If you follow my blogs you know that Arteris IP is very active in these areas, leveraging their central value in network-on-chip (NoC) architectures. Kurt Shuler has put together a front-to-back white-paper to walk you through the essentials of AI, particularly machine learning (ML) and its application for example in cars.
He also highlights an interesting point about this rapidly evolving technology. As we build automation from the edge to the fog to the cloud, functionality, including AI, remains quite fluid between levels. Kurt points out that this is somewhat mirrored in SoC design. In both cases architecture is constrained by need to optimize performance and minimize power across the system through intelligent bandwidth allocation and data locality. And for safety-critical applications, design and verification for safety around intelligent features must be checked not only within and between SoCs in the car but also beyond, for example in V2x communication between cars and other traffic infrastructure.
What’s driving the boom in AI-centric design? If you’re not in the field it might seem that AI is just another shiny toy for marketing, destined for the garbage can when some inevitable fatal flaw emerges. You couldn’t be more wrong (pace Sheldon Cooper). Tractica estimates that more than 80% of the growth in semiconductors between now and 2025 with be driven by AI applications, whether based on standard platforms (CPU, GPU or FPGA) or custom-built ASIC/ASSPs or highly-specialized accelerators. (The overlay in the image above is Kurt’s addition).

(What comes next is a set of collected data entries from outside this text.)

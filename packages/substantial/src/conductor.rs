use std::sync::Arc;

use tokio::task::JoinHandle;
use tokio_util::sync::CancellationToken;
use uuid::Uuid;

use crate::{
	agent::{Agent, AgentConfig},
	backend::BackendHandle,
	filter::WorkflowFilter,
	registry::{Registry, RegistryHandle},
	run::Run,
	workflow::Workflow,
};

pub const DEFAULT_QUEUE: &str = "default";

/// Facade tying the registry, the backend, and the agent together.
pub struct Conductor {
	backend: BackendHandle,
	registry: RegistryHandle,
}

impl Conductor {
	pub fn new(backend: BackendHandle) -> Self {
		Conductor {
			backend,
			registry: Arc::new(Registry::default()),
		}
	}

	pub fn register(&self, workflow: Workflow) -> anyhow::Result<()> {
		self.registry.register(workflow)?;
		Ok(())
	}

	/// Starts a run of a registered workflow on the default queue and returns
	/// its handle.
	pub async fn start(
		&self,
		workflow: &Workflow,
		kwargs: serde_json::Map<String, serde_json::Value>,
	) -> anyhow::Result<Run> {
		self.start_on(workflow, kwargs, DEFAULT_QUEUE).await
	}

	#[tracing::instrument(skip_all, fields(workflow = %workflow.name(), queue = %queue))]
	pub async fn start_on(
		&self,
		workflow: &Workflow,
		kwargs: serde_json::Map<String, serde_json::Value>,
		queue: &str,
	) -> anyhow::Result<Run> {
		let run_id = format!("{}-{}", workflow.name(), Uuid::new_v4());
		tracing::debug!(%run_id, "starting run");

		let run = Run::new(
			run_id,
			queue.to_string(),
			self.backend.clone(),
			self.registry.clone(),
		);
		run.start(kwargs).await?;

		Ok(run)
	}

	/// Spawns a background agent over the given queue.
	pub fn run(&self, queue: &str) -> AgentHandle {
		self.run_with(queue, AgentConfig::default())
	}

	pub fn run_with(&self, queue: &str, config: AgentConfig) -> AgentHandle {
		let agent = Agent::new(self.backend.clone(), self.registry.clone(), queue, config);

		let stop = CancellationToken::new();
		let task = tokio::spawn(agent.start(stop.clone()));

		AgentHandle { task, stop }
	}

	/// Read-only search over completed runs.
	pub fn filter(&self) -> WorkflowFilter {
		WorkflowFilter::new(self.backend.clone())
	}

	pub fn backend(&self) -> &BackendHandle {
		&self.backend
	}
}

/// Handle to a background agent; cancelling stops the loop between polls.
pub struct AgentHandle {
	task: JoinHandle<()>,
	stop: CancellationToken,
}

impl AgentHandle {
	pub async fn stop(self) {
		self.stop.cancel();

		if let Err(err) = self.task.await {
			tracing::error!(?err, "agent task panicked");
		}
	}

	/// Kills the agent without waiting for the current poll to finish.
	pub fn abort(&self) {
		self.task.abort();
	}
}
use std::{
	sync::{
		atomic::{AtomicBool, AtomicU32, Ordering},
		Arc, Mutex,
	},
	time::Duration,
};

use chrono::{DateTime, Utc};
use substantial::event::Stop;
use substantial::prelude::*;
use tokio::time::timeout;
use uuid::Uuid;

mod common;

#[tokio::test]
async fn simple_chain_records_every_save() {
	let (conductor, _root) = common::conductor();

	let workflow = Workflow::new("simple", |c: Context, _kwargs| async move {
		let r1: String = c.save(|| async { Ok("A".to_string()) }).await?;
		let r2: String = c
			.save({
				let r1 = r1.clone();
				move || async move { Ok(format!("B {r1}")) }
			})
			.await?;
		let r3: String = c
			.save({
				let r2 = r2.clone();
				move || async move { Ok(format!("C {r2}")) }
			})
			.await?;
		Ok(r3)
	});

	conductor.register(workflow.clone()).unwrap();
	let run = conductor.start(&workflow, Default::default()).await.unwrap();
	let agent = conductor.run_with(DEFAULT_QUEUE, common::fast_agent());

	let result: String = timeout(Duration::from_secs(20), run.result())
		.await
		.expect("run did not stop in time")
		.unwrap();
	assert_eq!(result, "C B A");

	agent.stop().await;

	let records = common::read_events(&conductor, run.run_id()).await;
	assert_eq!(
		common::saves(&records),
		vec![
			(1, "\"A\"".to_string(), -1),
			(2, "\"B A\"".to_string(), -1),
			(3, "\"C B A\"".to_string(), -1),
		]
	);
	assert!(matches!(
		common::last_stop(&records),
		Some(Stop::Ok(raw)) if raw == "\"C B A\""
	));
}

#[tokio::test]
async fn start_kwargs_reach_the_workflow() {
	let (conductor, _root) = common::conductor();

	let workflow = Workflow::new("greeter", |_c: Context, kwargs| async move {
		let name = kwargs
			.get("name")
			.and_then(|v| v.as_str())
			.unwrap_or("nobody")
			.to_string();
		Ok(format!("hello {name}"))
	});

	conductor.register(workflow.clone()).unwrap();

	let mut kwargs = serde_json::Map::new();
	kwargs.insert("name".to_string(), serde_json::json!("ada"));

	let run = conductor.start(&workflow, kwargs).await.unwrap();
	let agent = conductor.run_with(DEFAULT_QUEUE, common::fast_agent());

	let result: String = timeout(Duration::from_secs(20), run.result())
		.await
		.expect("run did not stop in time")
		.unwrap();
	assert_eq!(result, "hello ada");

	agent.stop().await;
}

#[tokio::test]
async fn retry_exhaustion_stops_with_the_failure_message() {
	let (conductor, _root) = common::conductor();
	let strategy = RetryStrategy::new(3, Some(1), Some(5)).unwrap();

	let workflow = Workflow::new("failing", move |c: Context, _kwargs| {
		let strategy = strategy.clone();
		async move {
			let _: String = c.save(|| async { Ok("A".to_string()) }).await?;
			let _: String = c
				.save(|| async { Err::<String, _>(anyhow::anyhow!("UNREACHABLE")) })
				.retry_strategy(strategy)
				.await?;
			Ok("unreachable".to_string())
		}
	});

	conductor.register(workflow.clone()).unwrap();
	let run = conductor.start(&workflow, Default::default()).await.unwrap();
	let agent = conductor.run_with(DEFAULT_QUEUE, common::fast_agent());

	let err = timeout(Duration::from_secs(30), run.result::<String>())
		.await
		.expect("run did not stop in time")
		.unwrap_err();
	assert_eq!(err.to_string(), "Exception: UNREACHABLE");

	agent.stop().await;

	let records = common::read_events(&conductor, run.run_id()).await;
	let saves = common::saves(&records);

	// one resolved save plus one failure record per consumed retry, counters
	// never exceeding max_retries
	assert_eq!(
		saves,
		vec![
			(1, "\"A\"".to_string(), -1),
			(2, "null".to_string(), 2),
			(2, "null".to_string(), 3),
		]
	);
	assert!(matches!(
		common::last_stop(&records),
		Some(Stop::Err(raw)) if raw == "\"Exception: UNREACHABLE\""
	));
}

#[tokio::test]
async fn activity_timeouts_are_failures() {
	let (conductor, _root) = common::conductor();
	let strategy = RetryStrategy::new(1, None, None).unwrap();

	let workflow = Workflow::new("slow", move |c: Context, _kwargs| {
		let strategy = strategy.clone();
		async move {
			let value: String = c
				.save(|| async {
					tokio::time::sleep(Duration::from_secs(30)).await;
					Ok("too late".to_string())
				})
				.timeout(Duration::from_millis(100))
				.retry_strategy(strategy)
				.await?;
			Ok(value)
		}
	});

	conductor.register(workflow.clone()).unwrap();
	let run = conductor.start(&workflow, Default::default()).await.unwrap();
	let agent = conductor.run_with(DEFAULT_QUEUE, common::fast_agent());

	let err = timeout(Duration::from_secs(20), run.result::<String>())
		.await
		.expect("run did not stop in time")
		.unwrap_err();
	assert!(
		err.to_string().starts_with("TimeoutError:"),
		"unexpected message: {err}"
	);

	agent.stop().await;
}

#[tokio::test]
async fn events_sleep_and_cancel_compose() {
	let (conductor, _root) = common::conductor();

	let workflow = Workflow::new("events", |c: Context, _kwargs| async move {
		let r1: String = c.save(|| async { Ok("A".to_string()) }).await?;
		let payload: String = c.receive("sayHello").await?;

		c.sleep(Duration::from_secs(4)).await?;

		let mut cancelled = false;
		c.handle("cancel", |_| cancelled = true)?;

		if c.ensure(|| cancelled)? {
			return Ok(format!("{payload} B {r1}"));
		}

		Ok(String::new())
	});

	conductor.register(workflow.clone()).unwrap();
	let run = conductor.start(&workflow, Default::default()).await.unwrap();
	let agent = conductor.run_with(DEFAULT_QUEUE, common::fast_agent());

	let timeline = {
		let run = run.clone();
		tokio::spawn(async move {
			tokio::time::sleep(Duration::from_secs(1)).await;
			run.send("sayHello", "Hello from outside!").await.unwrap();

			tokio::time::sleep(Duration::from_millis(1500)).await;
			run.send("cancel", serde_json::Value::Null).await.unwrap();
		})
	};

	let result: String = timeout(Duration::from_secs(30), run.result())
		.await
		.expect("run did not stop in time")
		.unwrap();
	assert_eq!(result, "Hello from outside! B A");

	timeline.await.unwrap();
	agent.stop().await;

	let records = common::read_events(&conductor, run.run_id()).await;
	let sends = records
		.events
		.iter()
		.filter_map(|record| match &record.event {
			substantial::event::Event::Send(send) => Some(send.name.clone()),
			_ => None,
		})
		.collect::<Vec<_>>();
	assert_eq!(sends, vec!["sayHello", "cancel"]);
}

#[tokio::test]
async fn utilities_replay_their_first_values() {
	let (conductor, _root) = common::conductor();

	let observed: Arc<Mutex<Vec<(DateTime<Utc>, i64, Uuid)>>> = Arc::new(Mutex::new(Vec::new()));
	let invocations = Arc::new(AtomicU32::new(0));

	let workflow = Workflow::new("nondeterministic", {
		let observed = observed.clone();
		let invocations = invocations.clone();
		move |c: Context, _kwargs| {
			let observed = observed.clone();
			let invocations = invocations.clone();
			async move {
				let _: u32 = c
					.save({
						let invocations = invocations.clone();
						move || async move { Ok(invocations.fetch_add(1, Ordering::SeqCst) + 1) }
					})
					.await?;

				let now = c.utils().now().await?;
				let rolled = c.utils().random(0, 1_000_000).await?;
				let id = c.utils().uuid4().await?;

				observed.lock().unwrap().push((now, rolled, id));

				c.sleep(Duration::from_secs(1)).await?;

				Ok(format!("{rolled}"))
			}
		}
	});

	conductor.register(workflow.clone()).unwrap();
	let run = conductor.start(&workflow, Default::default()).await.unwrap();
	let agent = conductor.run_with(DEFAULT_QUEUE, common::fast_agent());

	let _: String = timeout(Duration::from_secs(20), run.result())
		.await
		.expect("run did not stop in time")
		.unwrap();

	agent.stop().await;

	// the sleep forces at least one extra replay, yet the recorded values
	// never change and the instrumented save ran exactly once
	let observed = observed.lock().unwrap();
	assert!(observed.len() >= 2, "expected at least two replays");
	assert!(observed.windows(2).all(|w| w[0] == w[1]));
	assert_eq!(invocations.load(Ordering::SeqCst), 1);
}

#[tokio::test]
async fn parallel_runs_do_not_leak_into_each_other() {
	let (conductor, _root) = common::conductor();

	let first = Workflow::new("first", |c: Context, _kwargs| async move {
		let v: String = c.save(|| async { Ok("first".to_string()) }).await?;
		Ok(v)
	});
	let second = Workflow::new("second", |c: Context, _kwargs| async move {
		let v: String = c.save(|| async { Ok("second 1".to_string()) }).await?;
		let v: String = c
			.save({
				let v = v.clone();
				move || async move { Ok(format!("{v} 2")) }
			})
			.await?;
		c.sleep(Duration::from_secs(1)).await?;
		let v: String = c
			.save({
				let v = v.clone();
				move || async move { Ok(format!("{v} 3")) }
			})
			.await?;
		Ok(v)
	});

	conductor.register(first.clone()).unwrap();
	conductor.register(second.clone()).unwrap();

	let run_1 = conductor.start(&first, Default::default()).await.unwrap();
	let run_2 = conductor.start(&second, Default::default()).await.unwrap();
	let agent = conductor.run_with(DEFAULT_QUEUE, common::fast_agent());

	let result_1: String = timeout(Duration::from_secs(30), run_1.result())
		.await
		.expect("first run did not stop in time")
		.unwrap();
	let result_2: String = timeout(Duration::from_secs(30), run_2.result())
		.await
		.expect("second run did not stop in time")
		.unwrap();

	assert_eq!(result_1, "first");
	assert_eq!(result_2, "second 1 2 3");

	agent.stop().await;

	let records_1 = common::read_events(&conductor, run_1.run_id()).await;
	let records_2 = common::read_events(&conductor, run_2.run_id()).await;
	assert_eq!(common::saves(&records_1).len(), 1);
	assert_eq!(common::saves(&records_2).len(), 3);

	let filter = conductor.filter();
	assert_eq!(
		filter.related_runs("first").await.unwrap(),
		vec![run_1.run_id().to_string()]
	);
	assert_eq!(
		filter.related_runs("second").await.unwrap(),
		vec![run_2.run_id().to_string()]
	);
}

#[tokio::test]
async fn failed_saves_compensate_completed_ones_in_reverse() {
	let (conductor, _root) = common::conductor();

	let fourth_ran = Arc::new(AtomicBool::new(false));
	let strategy = RetryStrategy::new(1, None, None).unwrap();

	let workflow = Workflow::new("banking", {
		let fourth_ran = fourth_ran.clone();
		move |c: Context, _kwargs| {
			let fourth_ran = fourth_ran.clone();
			let strategy = strategy.clone();
			async move {
				let _: String = c
					.save(|| async { Ok("deposit A".to_string()) })
					.compensate_with(|| async { Ok("undo A") })
					.await?;
				let _: String = c
					.save(|| async { Ok("deposit B".to_string()) })
					.compensate_with(|| async { Ok("undo B") })
					.await?;
				let _: String = c
					.save(|| async { Err::<String, _>(anyhow::anyhow!("insufficient funds")) })
					.retry_strategy(strategy)
					.compensate_with(|| async { Ok("undo C") })
					.await?;
				let _: String = c
					.save({
						let fourth_ran = fourth_ran.clone();
						move || async move {
							fourth_ran.store(true, Ordering::SeqCst);
							Ok("deposit D".to_string())
						}
					})
					.await?;
				Ok("done".to_string())
			}
		}
	});

	conductor.register(workflow.clone()).unwrap();
	let run = conductor.start(&workflow, Default::default()).await.unwrap();
	let agent = conductor.run_with(DEFAULT_QUEUE, common::fast_agent());

	let err = timeout(Duration::from_secs(20), run.result::<String>())
		.await
		.expect("run did not stop in time")
		.unwrap_err();
	assert_eq!(err.to_string(), "Exception: insufficient funds");

	agent.stop().await;
	assert!(!fourth_ran.load(Ordering::SeqCst));

	let records = common::read_events(&conductor, run.run_id()).await;

	let compensations = common::compensations(&records);
	assert_eq!(compensations.len(), 3);
	assert!(compensations
		.iter()
		.all(|(save_id, error, _)| *save_id == 3 && error == "insufficient funds"));
	assert_eq!(
		compensations
			.iter()
			.map(|(_, _, result)| result.as_str())
			.collect::<Vec<_>>(),
		vec!["\"undo C\"", "\"undo B\"", "\"undo A\""]
	);

	assert!(matches!(common::last_stop(&records), Some(Stop::Err(_))));
}

#[tokio::test]
async fn sends_after_stop_are_never_folded() {
	let (conductor, _root) = common::conductor();

	let workflow = Workflow::new("short", |c: Context, _kwargs| async move {
		let v: String = c.save(|| async { Ok("done".to_string()) }).await?;
		Ok(v)
	});

	conductor.register(workflow.clone()).unwrap();
	let run = conductor.start(&workflow, Default::default()).await.unwrap();
	let agent = conductor.run_with(DEFAULT_QUEUE, common::fast_agent());

	let _: String = timeout(Duration::from_secs(20), run.result())
		.await
		.expect("run did not stop in time")
		.unwrap();

	let before = common::read_events(&conductor, run.run_id()).await.events.len();

	// the late send is scheduled but the replay never folds it in
	run.send("late", "ignored").await.unwrap();
	tokio::time::sleep(Duration::from_secs(2)).await;

	agent.stop().await;

	let records = common::read_events(&conductor, run.run_id()).await;
	assert_eq!(records.events.len(), before);
	assert!(records
		.events
		.iter()
		.all(|r| !matches!(&r.event, substantial::event::Event::Send(_))));
}

#[tokio::test]
async fn cancelled_runs_never_record_a_stop() {
	let (conductor, _root) = common::conductor();

	let workflow = Workflow::new("cancelled", |c: Context, _kwargs| async move {
		let _: String = c.save(|| async { Ok("A".to_string()) }).await?;
		Err::<String, _>(c.cancel_run())
	});

	conductor.register(workflow.clone()).unwrap();
	let run = conductor.start(&workflow, Default::default()).await.unwrap();
	let agent = conductor.run_with(DEFAULT_QUEUE, common::fast_agent());

	tokio::time::sleep(Duration::from_secs(2)).await;
	agent.stop().await;

	let records = common::read_events(&conductor, run.run_id()).await;
	assert!(common::last_stop(&records).is_none());
	assert_eq!(common::saves(&records), vec![(1, "\"A\"".to_string(), -1)]);

	// terminal without a stop: nothing left on the schedule
	assert!(conductor
		.backend()
		.next_run(DEFAULT_QUEUE, &[])
		.await
		.unwrap()
		.is_none());
}

#[tokio::test]
async fn restored_runs_replay_the_source_history() {
	let (conductor, _root) = common::conductor();

	let invocations = Arc::new(AtomicU32::new(0));

	let make = |name: &str, invocations: Arc<AtomicU32>| {
		Workflow::new(name, move |c: Context, _kwargs| {
			let invocations = invocations.clone();
			async move {
				let value: u32 = c
					.save({
						let invocations = invocations.clone();
						move || async move { Ok(invocations.fetch_add(1, Ordering::SeqCst)) }
					})
					.await?;
				Ok(value)
			}
		})
	};

	let source = make("seed", invocations.clone());
	conductor.register(source.clone()).unwrap();

	let run_1 = conductor.start(&source, Default::default()).await.unwrap();
	let agent = conductor.run_with(DEFAULT_QUEUE, common::fast_agent());

	let first: u32 = timeout(Duration::from_secs(20), run_1.result())
		.await
		.expect("seed run did not stop in time")
		.unwrap();
	assert_eq!(first, 0);

	// a fresh run bootstrapped from the seed's log reuses its saves
	let restored = make("revision", invocations.clone()).restore_using(run_1.run_id());
	conductor.register(restored.clone()).unwrap();

	let run_2 = conductor.start(&restored, Default::default()).await.unwrap();
	let second: u32 = timeout(Duration::from_secs(20), run_2.result())
		.await
		.expect("restored run did not stop in time")
		.unwrap();

	assert_eq!(second, 0);
	assert_eq!(invocations.load(Ordering::SeqCst), 1);

	agent.stop().await;
}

None of this demand depends on major inflection points in the way we live. It’s all about incremental improvements to safety, productivity, security, convenience – all the things technology has been improving for a long time. Whether or not ADAS in cars impresses insurance providers (per my earlier blog), it definitely impresses this owner and apparently many others. I’ve said before I’ll never switch back to a car with lesser ADAS features – they more than pay for themselves. Security for business and industrial plants is already moving from need to constantly monitor security camera feeds to only having to check when unusual movement and/or sounds (dog barking, glass breaking) are detected. Also incidentally this is much better for home security.
Oncologists may be able to more reliably detect potentially cancerous lung tissue based on CT scans (following further analysis). Smart storage solution providers now need to build intelligence into their solutions to better manage housekeeping and other scheduling to maximize throughput and minimize failures. All of this is bread-and-butter stuff, no consumer, industrial or business revolutions required, just adding more automation to what we already have.
McKinsey went a step further than Tractica, breaking down AI hardware growth between training and inference in the datacenter and training and inference on the edge. The biggest contributors are in the datacenter (I’m curious to know how much of that is for cat recognition and friend-tagging in Facebook photos.) And the highest growth is on the edge, growing in 7 years from essentially zero to $5-6B. These two surveys don’t come up with the same numbers for 2025, but that’s not very surprising. What is consistent is the high growth.
Why do Kurt and Arteris IP care about this? They care because the interconnect within an SoC is proving to be at the nexus of AI performance, power, cost and safety for these fast-growing applications. On performance, power and cost, these are big SoCs, smartphone AP-size or even bigger. Which means on-chip networks have to be NoCs and Arteris is pretty much the only proven commercial supplier in that area. Also, AI accelerators are not intrinsically coherent with the compute cluster on the SoC but have to become so to share imaging, voice and other data with the cluster. Arteris IP solutions help here through proxy caches and last-level cache solutions. And with the more advanced accelerators these NoC solutions often play an even deeper role in islands of cache coherence, in mesh, ring or torus architectures and in connecting to external dedicated high-bandwidth memory.
Finally on safety, Arteris IP is well plugged into ISO 26262 (Kurt has been on the working group for many years), they work very closely with integrators and with a certification group to ensure their product meets the letter and the spirit of the standard (increasingly important in ISO 26262-2). And they provide safety-related features within the logic they develop to support ECC, duplication and other safety related requirements with the domain of the logic they supply.